How to separate a specific portion out of a string and into its own column in ORACLE?

68 views Asked by At

Say I have the following data set:

Address_1 Address_2
PO BOX 123
COMPANY NAME ONE 1234 ROSE AVE STE 100
456 PETUNIA WAY FIFTH FLOOR
COMPANY NAME TWO PO BOX 78910
COMPANY NAME THREE 1112 DAISY ST THIRD FLOOR

I'm trying to figure out two things here -

  1. How to separate any company name prior to the start of an address. Basically, if the string doesn't start with 'PO' or any sequence of numbers (ex: 456, 1112, etc.), then take that portion out and put it into a new column

  2. How to get the substring directly to the left of the word 'FLOOR' to result into a new column. It would be nice if I could pull over 'FIFTH FLOOR' together, but if not I can always concatenate ' FLOOR' to the end of the new column

I want my data to result as below:

Address_1 Address_2 Company_name ADDR_LNE_1_NM ADDR_LNE_2_NM
PO BOX 123 PO BOX 123
COMPANY NAME ONE 1234 ROSE AVE STE 100 COMPANY NAME ONE 1234 ROSE AVE STE 100
456 PETUNIA WAY FIFTH FLOOR 456 PETUNIA WAY FIFTH FLOOR
COMPANY NAME TWO PO BOX 78910 COMPANY NAME TWO PO BOX 78910
COMPANY NAME THREE 1112 DAISY ST THIRD FLOOR COMPANY NAME THREE 1112 DAISY ST THIRD FLOOR

Here is the current code I have for separating the substring ' FLOOR' out. I just need to know how to modify or change this code to include the 'FIFTH' and 'THIRD' (and any other written out number) in there like in the output. Maybe by pulling everything until the first space to the left of ' FLOOR'?

CASE
    WHEN 
        database.table.Address_1 like '% FLOOR%'
        THEN 
            TRIM(SUBSTR(database.table.Address_1, 0, INSTR(database.table.Address_1, ' FLOOR')-1))

END "ADDR_LNE_1_NM",


CASE
    WHEN
        database.table.Address_1 like '% FLOOR%'
        THEN
            TRIM(SUBSRT(database.table.Address_1, DECODE(INSTR(database.table.Address_1, ' FLOOR'), 0, NULL, INSTR(database.table.Address_1, ' FLOOR'))))

END "ADDR_LNE_2_NM"

I don't have any code for separating the company name.
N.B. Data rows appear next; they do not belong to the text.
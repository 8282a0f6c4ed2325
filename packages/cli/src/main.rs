//! `dcat`: data catalog command-line client.
//!
//! Talks to a catalog endpoint through the blocking client:
//!
//! - **`operations`**: list every operation with its verb and path.
//! - **`call`**: invoke any operation by wire name.
//! - **`search`**: keyword search.
//! - **`lineage`**: fetch the lineage graph around an entity.
//! - **`typedefs`**: list type definitions or their headers.
//!
//! Request bodies are read from a file path or from stdin (`-`). Responses
//! are printed as pretty JSON.

use std::fs;
use std::io::{self, Read};
use std::path::PathBuf;
use std::process;
use std::time::Duration;

use clap::{Parser, Subcommand};
use datacatalog::{
    BodyKind, Error, ErrorPolicy, Operation, Payload, RequestOptions, Response,
    DEFAULT_API_VERSION,
};
use datacatalog_api::{LineageDirection, LineageQuery, SearchRequest, TypeCategory, TypesQuery};
use datacatalog_client::{BlockingCatalogClient, ClientConfig};
use tracing::{debug, warn};

/// dcat: data catalog CLI
///
/// Search, browse lineage, and manage type definitions in a data catalog.
#[derive(Parser)]
#[command(name = "dcat", version, about, long_about = None)]
struct Cli {
    /// Catalog endpoint, e.g. `https://acct.purview.azure.com/catalog`.
    #[arg(long, env = "CATALOG_ENDPOINT", global = true)]
    endpoint: Option<String>,

    /// Bearer token sent with every request.
    #[arg(long, env = "CATALOG_TOKEN", global = true, hide_env_values = true)]
    token: Option<String>,

    /// Value of the `api-version` query parameter.
    #[arg(long, env = "CATALOG_API_VERSION", global = true, default_value = DEFAULT_API_VERSION)]
    api_version: String,

    /// Request timeout in seconds.
    #[arg(long, env = "CATALOG_TIMEOUT_SECS", global = true, default_value_t = ClientConfig::DEFAULT_TIMEOUT_SECS)]
    timeout: u64,

    #[command(subcommand)]
    command: Command,
}

#[derive(Subcommand)]
enum Command {
    /// List every operation the client knows, with verb and path template.
    Operations,

    /// Invoke any operation by its wire name.
    ///
    /// Examples:
    ///
    ///   dcat call getRelationship --path guid=4b1e... --query extendedInfo=true
    ///
    ///   dcat call createTypeDefinitions --body typedefs.json
    Call {
        /// Wire name, e.g. `getLineageGraph`. See `dcat operations`.
        operation: String,

        /// Path parameter as NAME=VALUE. Repeatable.
        #[arg(long = "path", value_name = "NAME=VALUE")]
        path: Vec<String>,

        /// Extra query parameter as NAME=VALUE. Repeatable.
        #[arg(long = "query", value_name = "NAME=VALUE")]
        query: Vec<String>,

        /// JSON request body: a file path, or `-` for stdin.
        #[arg(long)]
        body: Option<PathBuf>,

        /// Print the status line and headers before the body, and do not
        /// fail on non-2xx statuses.
        #[arg(long, short = 'i')]
        include_response: bool,
    },

    /// Search the catalog by keyword.
    Search {
        keywords: String,

        #[arg(long, default_value_t = 10)]
        limit: u32,

        #[arg(long, default_value_t = 0)]
        offset: u32,
    },

    /// Print the lineage graph around an entity.
    Lineage {
        /// Entity GUID.
        guid: String,

        /// INPUT, OUTPUT, or BOTH.
        #[arg(long, default_value = "BOTH")]
        direction: LineageDirection,

        #[arg(long)]
        depth: Option<u32>,

        #[arg(long)]
        width: Option<u32>,
    },

    /// List type definitions.
    Typedefs {
        /// Only this category, e.g. `entity` or `ENUM`.
        #[arg(long)]
        category: Option<TypeCategory>,

        /// Print only name, guid, and category.
        #[arg(long)]
        headers: bool,

        /// Include term templates in the listing.
        #[arg(long)]
        include_term_template: bool,
    },
}

fn main() {
    tracing_subscriber::fmt()
        .with_writer(io::stderr)
        .with_env_filter(
            tracing_subscriber::EnvFilter::try_from_default_env()
                .unwrap_or_else(|_| "dcat=info,datacatalog_client=info".into()),
        )
        .init();

    let cli = Cli::parse();

    match &cli.command {
        Command::Operations => {
            for op in Operation::ALL {
                let d = op.descriptor();
                let body = match d.body {
                    BodyKind::None => String::new(),
                    BodyKind::Json(schema) => format!("  body: {schema}"),
                };
                println!(
                    "{:<30} {:<13} {:<7} {}{}",
                    d.name,
                    d.group.to_string(),
                    d.method.to_string(),
                    d.path,
                    body
                );
            }
        }

        Command::Call {
            operation,
            path,
            query,
            body,
            include_response,
        } => {
            let include_response = *include_response;
            let client = connect(&cli);
            let op: Operation = operation.parse().unwrap_or_else(|e| fatal(&format!("{e}")));

            let path_args: Vec<(String, String)> =
                path.iter().map(|p| split_pair(p, "--path")).collect();
            let path_refs: Vec<(&str, &str)> = path_args
                .iter()
                .map(|(k, v)| (k.as_str(), v.as_str()))
                .collect();

            let mut options = RequestOptions::new();
            for q in query {
                let (name, value) = split_pair(q, "--query");
                options = options.query_param(name, value);
            }
            if include_response {
                options = options.error_policy(ErrorPolicy::Return);
            }

            let body = body
                .as_ref()
                .map(|p| Payload::from_json_bytes(read_input(p).into_bytes()));

            debug!(operation = %op, paths = path_refs.len(), "invoking");
            let response = client
                .invoke(op, &path_refs, body, options)
                .send_with_response()
                .unwrap_or_else(|e| fatal(&describe(&e)));

            if include_response {
                print_head(&response);
            }
            print_payload(response.payload());
            if !response.is_success() {
                warn!(operation = %op, status = response.status(), "operation did not succeed");
                process::exit(1);
            }
        }

        Command::Search {
            keywords,
            limit,
            offset,
        } => {
            let client = connect(&cli);
            let body = Payload::from_json(&SearchRequest::keywords(keywords).page(*offset, *limit))
                .unwrap_or_else(|e| fatal(&format!("failed to encode request: {e}")));
            let payload = client
                .discovery()
                .query(body, RequestOptions::new())
                .send()
                .unwrap_or_else(|e| fatal(&format!("search failed: {}", describe(&e))));
            print_payload(&payload);
        }

        Command::Lineage {
            guid,
            direction,
            depth,
            width,
        } => {
            let client = connect(&cli);
            let mut query = LineageQuery::new(*direction);
            if let Some(depth) = *depth {
                query = query.depth(depth);
            }
            if let Some(width) = *width {
                query = query.width(width);
            }
            let payload = client
                .lineage()
                .get_lineage_graph(guid, query.into())
                .send()
                .unwrap_or_else(|e| fatal(&format!("lineage failed: {}", describe(&e))));
            print_payload(&payload);
        }

        Command::Typedefs {
            category,
            headers,
            include_term_template,
        } => {
            let client = connect(&cli);
            let options: RequestOptions = TypesQuery {
                include_term_template: include_term_template.then_some(true),
                category: *category,
            }
            .into();
            let types = client.types();
            let call = if *headers {
                types.list_type_definition_headers(options)
            } else {
                types.get_all_type_definitions(options)
            };
            let payload = call
                .send()
                .unwrap_or_else(|e| fatal(&format!("listing type definitions failed: {}", describe(&e))));
            print_payload(&payload);
        }
    }
}

/// Build the blocking client from the global flags.
fn connect(cli: &Cli) -> BlockingCatalogClient {
    let endpoint = cli
        .endpoint
        .as_deref()
        .unwrap_or_else(|| fatal("no endpoint: pass --endpoint or set CATALOG_ENDPOINT"));

    let mut builder = BlockingCatalogClient::builder(endpoint)
        .api_version(&cli.api_version)
        .timeout(Duration::from_secs(cli.timeout));
    if let Some(token) = &cli.token {
        builder = builder.token(token);
    }
    debug!(endpoint, api_version = %cli.api_version, timeout = cli.timeout, "connecting");
    builder
        .build_blocking()
        .unwrap_or_else(|e| fatal(&format!("invalid client configuration: {e}")))
}

fn split_pair(arg: &str, flag: &str) -> (String, String) {
    match arg.split_once('=') {
        Some((name, value)) if !name.is_empty() => (name.to_string(), value.to_string()),
        _ => fatal(&format!("{flag} expects NAME=VALUE, got {arg:?}")),
    }
}

fn print_head(response: &Response) {
    println!("HTTP {}", response.status());
    for (name, value) in response.headers() {
        println!("{name}: {value}");
    }
    println!();
}

/// Pretty-print a JSON payload; anything else is written as-is.
fn print_payload(payload: &Payload) {
    if payload.is_empty() {
        return;
    }
    match payload.json::<serde_json::Value>() {
        Ok(value) => match serde_json::to_string_pretty(&value) {
            Ok(s) => println!("{s}"),
            Err(e) => fatal(&format!("failed to format response: {e}")),
        },
        Err(_) => println!("{}", String::from_utf8_lossy(payload.as_bytes())),
    }
}

fn read_input(path: &PathBuf) -> String {
    if path.to_str() == Some("-") {
        let mut buf = String::new();
        io::stdin()
            .read_to_string(&mut buf)
            .unwrap_or_else(|e| fatal(&format!("failed to read stdin: {}", e)));
        buf
    } else {
        fs::read_to_string(path).unwrap_or_else(|e| {
            fatal(&format!("failed to read {}: {}", path.display(), e))
        })
    }
}

/// The error, followed by the service's `errorCode` and `errorMessage` when
/// the response carried the standard error body.
fn describe(err: &Error) -> String {
    match err.service_error() {
        Some(body) => format!("{err} ({}: {})", body.error_code, body.error_message),
        None => err.to_string(),
    }
}

fn fatal(msg: &str) -> ! {
    eprintln!("dcat: {}", msg);
    process::exit(2);
}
That one I'm at a loss for.

Thank you!

1

There are 1 answers

0
marcothesane On

I would work with the regular expression functions that Oracle offers: REGEXP_SUBSTR() to cut out the pieces on floor and company name, and REGEXP_REPLACE() to remove the "n-th FLOOR" part from the address:

WITH
indata(Address_1,Address_2) AS (
          SELECT 'PO BOX 123'                                  ,NULL      FROM dual
UNION ALL SELECT 'COMPANY NAME ONE 1234 ROSE AVE'              ,'STE 100' FROM dual
UNION ALL SELECT '456 PETUNIA WAY FIFTH FLOOR'                 ,NULL      FROM dual
UNION ALL SELECT 'COMPANY NAME TWO PO BOX 78910'               ,NULL      FROM dual
UNION ALL SELECT 'COMPANY NAME THREE 1112 DAISY ST THIRD FLOOR',NULL      FROM dual
)
SELECT
  address_1
, address_2
, REGEXP_SUBSTR(address_1,'^.+ (?=(PO BOX|\d+ \w+))') AS compname
, REGEXP_REPLACE(
    REGEXP_SUBSTR(address_1,'(PO BOX \d+|\d+).*$')
  , '\w+ FLOOR'
  , ''
  )  AS addr_ln_1
, NVL(REGEXP_SUBSTR(address_1,'\w+ FLOOR$'),address_2) AS addr_ln_2
FROM indata;                                                                                          
ADDRESS_1 ADDRESS_2 COMPNAME ADDR_LN_1 ADDR_LN_2
PO BOX 123 null null PO BOX 123 null
COMPANY NAME ONE 1234 ROSE AVE STE 100 null 1234 ROSE AVE STE 100
456 PETUNIA WAY FIFTH FLOOR null null 456 PETUNIA WAY FIFTH FLOOR
COMPANY NAME TWO PO BOX 78910 null null PO BOX 78910 null
COMPANY NAME THREE 1112 DAISY ST THIRD FLOOR null null 1112 DAISY ST THIRD FLOOR

fiddle